Thank you very much. It’s a pleasure to be here.

[00:00:43.300] – Joran

Cheers. I’m going to fire off a couple of questions right away, so to get to know you and the company a little bit. Who is Esben?

[00:00:51.000] – Esben Friis

I’m a Danish person. I’m from Denmark, originally. Basically, I lived in Copenhagen and also went to university there I got my first job there at a consultancy, Accenture, one of the big IT consultancy, and were there for three years and found out that corporate life was a bit boring for me, and I wanted to do startups since that. Luckily, I found a colleague in Accenture who had the same ambition, and we decided to build a cobalt, which was the first company. And then I did that for seven, eight years, left that operationally, and then co-founded UserFlow afterwards. You I’m an entrepreneur and I have done two companies. That’s really on the professional side. On the more personal side, I’m a father of a one-year-old kid and we are digital nomads.

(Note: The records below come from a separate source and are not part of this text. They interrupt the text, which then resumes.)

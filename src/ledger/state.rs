//! Ledger entry types and the per-(item, destination) state machine.

use std::fmt;
use std::path::PathBuf;

use chrono::{DateTime, Utc};
use serde::{Deserialize, Serialize};

use super::error::{LedgerError, Result};
use crate::model::{FailureClass, ItemDescriptor, Phase};

/// Idempotency key of a ledger entry.
#[derive(Debug, Clone, PartialEq, Eq, Hash, PartialOrd, Ord, Serialize, Deserialize)]
pub struct LedgerKey {
    pub partition: String,
    pub item: String,
    pub destination: String,
}

impl LedgerKey {
    pub fn new(
        partition: impl Into<String>,
        item: impl Into<String>,
        destination: impl Into<String>,
    ) -> Self {
        Self {
            partition: partition.into(),
            item: item.into(),
            destination: destination.into(),
        }
    }
}

impl fmt::Display for LedgerKey {
    fn fmt(&self, f: &mut fmt::Formatter<'_>) -> fmt::Result {
        write!(f, "{}/{}/{}", self.partition, self.item, self.destination)
    }
}

/// Processing state of one (partition, item, destination) triple.
#[derive(Debug, Clone, Copy, PartialEq, Eq, Hash, Serialize, Deserialize)]
#[serde(rename_all = "snake_case")]
pub enum ItemState {
    Discovered,
    Downloading,
    Downloaded,
    Uploading,
    Completed,
    Failed(FailureClass),
    Abandoned,
}

impl ItemState {
    /// `Completed` and `Abandoned` are never left automatically.
    pub fn is_terminal(&self) -> bool {
        matches!(self, Self::Completed | Self::Abandoned)
    }

    pub fn is_failure(&self) -> bool {
        matches!(self, Self::Failed(_) | Self::Abandoned)
    }

    /// Stable label used for status counts.
    pub fn label(&self) -> &'static str {
        match self {
            Self::Discovered => "discovered",
            Self::Downloading => "downloading",
            Self::Downloaded => "downloaded",
            Self::Uploading => "uploading",
            Self::Completed => "completed",
            Self::Failed(FailureClass::Transient) => "failed_transient",
            Self::Failed(FailureClass::Permanent) => "failed_permanent",
            Self::Abandoned => "abandoned",
        }
    }
}

impl fmt::Display for ItemState {
    fn fmt(&self, f: &mut fmt::Formatter<'_>) -> fmt::Result {
        f.write_str(self.label())
    }
}

/// Last error recorded against an entry
#[derive(Debug, Clone, PartialEq, Eq, Serialize, Deserialize)]
pub struct ErrorRecord {
    pub class: FailureClass,
    pub message: String,
    pub at: DateTime<Utc>,
}

/// Current state of one ledger key
#[derive(Debug, Clone, PartialEq, Eq, Serialize, Deserialize)]
pub struct LedgerEntry {
    pub partition: String,
    pub item_id: String,
    pub destination: String,
    pub item_name: String,
    pub size: Option<u64>,
    pub checksum: Option<String>,
    pub position: Option<String>,
    pub locator: Option<String>,
    pub state: ItemState,
    pub phase: Option<Phase>,
    /// Publish attempts against this destination
    pub attempts: u32,
    pub download_attempts: u32,
    pub last_error: Option<ErrorRecord>,
    pub last_attempt_at: Option<DateTime<Utc>>,
    pub completed_at: Option<DateTime<Utc>>,
    pub discovered_at: DateTime<Utc>,
    pub updated_at: DateTime<Utc>,
    pub staged_path: Option<PathBuf>,
    pub reference: Option<String>,
}

impl LedgerEntry {
    fn discovered(key: &LedgerKey, item: ItemDescriptor, now: DateTime<Utc>) -> Self {
        Self {
            partition: key.partition.clone(),
            item_id: key.item.clone(),
            destination: key.destination.clone(),
            item_name: item.name,
            size: item.size,
            checksum: None,
            position: item.position,
            locator: item.locator,
            state: ItemState::Discovered,
            phase: None,
            attempts: 0,
            download_attempts: 0,
            last_error: None,
            last_attempt_at: None,
            completed_at: None,
            discovered_at: now,
            updated_at: now,
            staged_path: None,
            reference: None,
        }
    }

    pub fn key(&self) -> LedgerKey {
        LedgerKey::new(&self.partition, &self.item_id, &self.destination)
    }

    /// Rebuild the descriptor the entry was discovered from
    pub fn descriptor(&self) -> ItemDescriptor {
        ItemDescriptor {
            id: self.item_id.clone(),
            name: self.item_name.clone(),
            size: self.size,
            position: self.position.clone(),
            locator: self.locator.clone(),
        }
    }
}

/// A state change requested against one key.
#[derive(Debug, Clone, PartialEq, Eq)]
pub enum Transition {
    Discover(ItemDescriptor),
    BeginDownload,
    FinishDownload {
        staged_path: PathBuf,
        size: u64,
        checksum: String,
    },
    BeginUpload,
    Complete {
        reference: String,
    },
    Fail {
        class: FailureClass,
        message: String,
    },
    Abandon,
    Reset,
}

impl Transition {
    pub fn name(&self) -> &'static str {
        match self {
            Self::Discover(_) => "discover",
            Self::BeginDownload => "begin_download",
            Self::FinishDownload { .. } => "finish_download",
            Self::BeginUpload => "begin_upload",
            Self::Complete { .. } => "complete",
            Self::Fail { .. } => "fail",
            Self::Abandon => "abandon",
            Self::Reset => "reset",
        }
    }

    fn detail(&self) -> Option<String> {
        match self {
            Self::FinishDownload { checksum, .. } => Some(checksum.clone()),
            Self::Complete { reference } => Some(reference.clone()),
            Self::Fail { class, message } => Some(format!("{class}: {message}")),
            _ => None,
        }
    }
}

/// One appended line of per-key history
#[derive(Debug, Clone, PartialEq, Eq, Serialize, Deserialize)]
pub struct HistoryRecord {
    pub at: DateTime<Utc>,
    pub transition: String,
    pub from: Option<ItemState>,
    pub to: ItemState,
    pub detail: Option<String>,
}

/// Result of applying a transition
#[derive(Debug, Clone)]
pub struct Applied {
    pub entry: LedgerEntry,
    /// `None` when the transition was a no-op (re-discovery of a known key)
    pub record: Option<HistoryRecord>,
}

/// Validate `transition` against `current` and compute the next entry.
pub fn apply(
    current: Option<&LedgerEntry>,
    key: &LedgerKey,
    transition: Transition,
    now: DateTime<Utc>,
) -> Result<Applied> {
    let transition_name = transition.name();
    let detail = transition.detail();

    let Some(current) = current else {
        return match transition {
            Transition::Discover(item) => {
                let entry = LedgerEntry::discovered(key, item, now);
                let record = HistoryRecord {
                    at: now,
                    transition: transition_name.to_string(),
                    from: None,
                    to: entry.state,
                    detail: None,
                };
                Ok(Applied {
                    entry,
                    record: Some(record),
                })
            }
            _ => Err(invalid(key, None, transition_name)),
        };
    };

    let mut next = current.clone();
    match (current.state, transition) {
        (_, Transition::Discover(_)) => {
            return Ok(Applied {
                entry: next,
                record: None,
            });
        }
        (
            ItemState::Discovered
            | ItemState::Downloading
            | ItemState::Downloaded
            | ItemState::Uploading
            | ItemState::Failed(FailureClass::Transient),
            Transition::BeginDownload,
        ) => {
            next.state = ItemState::Downloading;
            next.phase = Some(Phase::Download);
            next.download_attempts += 1;
            next.last_attempt_at = Some(now);
        }
        (
            ItemState::Downloading,
            Transition::FinishDownload {
                staged_path,
                size,
                checksum,
            },
        ) => {
            if let Some(recorded) = &current.checksum {
                if *recorded != checksum {
                    return Err(invalid(key, Some(current.state), transition_name));
                }
            }
            next.state = ItemState::Downloaded;
            next.staged_path = Some(staged_path);
            next.size = Some(size);
            next.checksum = Some(checksum);
        }
        (ItemState::Downloaded | ItemState::Uploading, Transition::BeginUpload) => {
            next.state = ItemState::Uploading;
            next.phase = Some(Phase::Upload);
            next.attempts += 1;
            next.last_attempt_at = Some(now);
        }
        (ItemState::Failed(FailureClass::Transient), Transition::BeginUpload)
            if current.phase == Some(Phase::Upload) =>
        {
            next.state = ItemState::Uploading;
            next.attempts += 1;
            next.last_attempt_at = Some(now);
        }
        (ItemState::Uploading, Transition::Complete { reference }) => {
            next.state = ItemState::Completed;
            next.reference = Some(reference);
            next.completed_at = Some(now);
        }
        (ItemState::Downloading | ItemState::Uploading, Transition::Fail { class, message }) => {
            next.state = ItemState::Failed(class);
            next.last_error = Some(ErrorRecord {
                class,
                message,
                at: now,
            });
        }
        (ItemState::Failed(_), Transition::Abandon) => {
            next.state = ItemState::Abandoned;
        }
        (ItemState::Abandoned, Transition::Reset) => {
            next.state = ItemState::Discovered;
            next.phase = None;
            next.attempts = 0;
            next.download_attempts = 0;
            next.staged_path = None;
        }
        (from, _) => return Err(invalid(key, Some(from), transition_name)),
    }

    next.updated_at = now;
    let record = HistoryRecord {
        at: now,
        transition: transition_name.to_string(),
        from: Some(current.state),
        to: next.state,
        detail,
    };
    Ok(Applied {
        entry: next,
        record: Some(record),
    })
}

fn invalid(key: &LedgerKey, from: Option<ItemState>, transition: &'static str) -> LedgerError {
    LedgerError::InvalidTransition {
        key: key.to_string(),
        from: from.map_or_else(|| "absent".to_string(), |s| s.to_string()),
        transition,
    }
}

So we travel around, mostly in the US. We’re based in the US, but travel around in different states and exploring the beautiful country.

[00:01:49.530] – Joran

Nice. How old are you?

[00:01:52.330] – Esben Friis

I’m 39, getting close to the big four. You can say I got laid into the startup game when cobalt started. So cobalt is now I think 10 years. So that was done in ’20 or 11 years, 2013. I was around 28 at that time. So pretty late to the startup game compared to some of the people I, for instance, met in Silicon Valley when I got here.

[00:02:14.170] – Joran

Nice. But I think When you look at the stats, your best startup days are when you’re in the ’40s, right? So I think you have good times ahead.

[00:02:20.500] – Esben Friis

We’ll see.

[00:02:22.630] – Joran

When you started two companies, you have a little kid. What keeps you motivated to keep going and to keep growing businesses?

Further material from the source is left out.